(Saved entries)

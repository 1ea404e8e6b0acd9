pub mod file_store;

use std::path::PathBuf;

use thiserror::Error;

use crate::layout::{LayoutRenderer, field::FieldEncodeError};

// Sink for the rendered artifacts of one layout
pub trait Store {
    fn write_columns(&self, renderer: &LayoutRenderer) -> Result<PathBuf, StoreError>;
    fn write_meta(&self, renderer: &LayoutRenderer) -> Result<PathBuf, StoreError>;

    /// Writes the meta structure first, so an unencodable layout leaves no column listing behind.
    fn write_all(&self, renderer: &LayoutRenderer) -> Result<(PathBuf, PathBuf), StoreError> {
        let meta_path = self.write_meta(renderer)?;
        let columns_path = self.write_columns(renderer)?;
        Ok((columns_path, meta_path))
    }
}

#[derive(Error, Debug)]
pub enum StoreError {
    #[error("StoreError - I/O Error: {0}")]
    IoError(String),
    #[error("StoreError - Render Error: {0}")]
    RenderError(FieldEncodeError),
}

impl From<std::io::Error> for StoreError {
    fn from(err: std::io::Error) -> Self {
        StoreError::IoError(err.to_string())
    }
}

impl From<FieldEncodeError> for StoreError {
    fn from(err: FieldEncodeError) -> Self {
        StoreError::RenderError(err)
    }
}
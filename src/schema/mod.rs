use derive_getters::Getters;

// Declared type of a DBD column
#[derive(Debug, Clone, PartialEq, Eq)]
pub enum ColumnType {
    Int,
    String,
    LocString,
    Float,
    // unknown type names from the definition are kept for the column listing
    Other(String),
}

impl ColumnType {
    pub fn as_str(&self) -> &str {
        match self {
            ColumnType::Int => "int",
            ColumnType::String => "string",
            ColumnType::LocString => "locstring",
            ColumnType::Float => "float",
            ColumnType::Other(name) => name,
        }
    }
}

impl From<&str> for ColumnType {
    fn from(name: &str) -> Self {
        match name {
            "int" => ColumnType::Int,
            "string" => ColumnType::String,
            "locstring" => ColumnType::LocString,
            "float" => ColumnType::Float,
            other => ColumnType::Other(other.to_string()),
        }
    }
}

/// Storage attributes of a single column.
#[derive(Debug, Clone, Default, PartialEq, Eq, Getters)]
pub struct FieldTrait {
    bit_size: u32,           // 8/16/32/64, only read for int columns
    is_signed: bool,
    array_length: u32,       // 0 = scalar
    is_identifier: bool,
    is_non_inline: bool,
    is_relation: bool,
}

impl FieldTrait {
    pub fn new() -> Self {
        Self::default()
    }

    pub fn int(bit_size: u32, is_signed: bool) -> Self {
        Self {
            bit_size,
            is_signed,
            ..Self::default()
        }
    }

    pub fn with_array_length(mut self, array_length: u32) -> Self {
        self.array_length = array_length;
        self
    }

    pub fn signed(mut self, is_signed: bool) -> Self {
        self.is_signed = is_signed;
        self
    }

    pub fn identifier(mut self) -> Self {
        self.is_identifier = true;
        self
    }

    pub fn non_inline(mut self) -> Self {
        self.is_non_inline = true;
        self
    }

    pub fn relation(mut self) -> Self {
        self.is_relation = true;
        self
    }

    /// Identifier stored outside of the regular field layout.
    pub fn is_non_inline_identifier(&self) -> bool {
        self.is_identifier && self.is_non_inline
    }
}

#[derive(Debug, Clone, PartialEq, Eq, Getters)]
pub struct Column {
    name: String,
    column_type: ColumnType,
    comment: Option<String>,
    field: FieldTrait,
}

impl Column {
    pub fn new(name: &str, column_type: ColumnType, field: FieldTrait) -> Self {
        Self {
            name: name.to_string(),
            column_type,
            comment: None,
            field,
        }
    }

    pub fn with_comment(mut self, comment: &str) -> Self {
        self.comment = if comment.is_empty() { None } else { Some(comment.to_string()) };
        self
    }
}

#[cfg(test)]
mod tests {
    use super::*;

    #[test]
    fn should_parse_known_column_types() {
        assert_eq!(ColumnType::from("int"), ColumnType::Int);
        assert_eq!(ColumnType::from("string"), ColumnType::String);
        assert_eq!(ColumnType::from("locstring"), ColumnType::LocString);
        assert_eq!(ColumnType::from("float"), ColumnType::Float);
    }

    #[test]
    fn should_keep_unknown_type_name() {
        let column_type = ColumnType::from("money");
        assert_eq!(column_type, ColumnType::Other("money".to_string()));
        assert_eq!(column_type.as_str(), "money");

        // case matters
        assert!(matches!(ColumnType::from("Int"), ColumnType::Other(_)));
    }

    #[test]
    fn should_treat_empty_comment_as_absent() {
        let column = Column::new("id", ColumnType::Int, FieldTrait::int(32, false)).with_comment("");
        assert!(column.comment().is_none());

        let column = column.with_comment("primary key");
        assert_eq!(column.comment().as_deref(), Some("primary key"));
    }

    #[test]
    fn should_detect_non_inline_identifier() {
        assert!(FieldTrait::int(32, false).identifier().non_inline().is_non_inline_identifier());
        assert!(!FieldTrait::int(32, false).identifier().is_non_inline_identifier());
        assert!(!FieldTrait::int(32, false).non_inline().is_non_inline_identifier());
    }
}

- [WHAT THE TASK ASKS] Search the data above for the word "Float", then gather each line in which it appears.

- [EXERCISE RESPONSE]
    Float,
            ColumnType::Float => "float",
            "float" => ColumnType::Float,
        assert_eq!(ColumnType::from("float"), ColumnType::Float);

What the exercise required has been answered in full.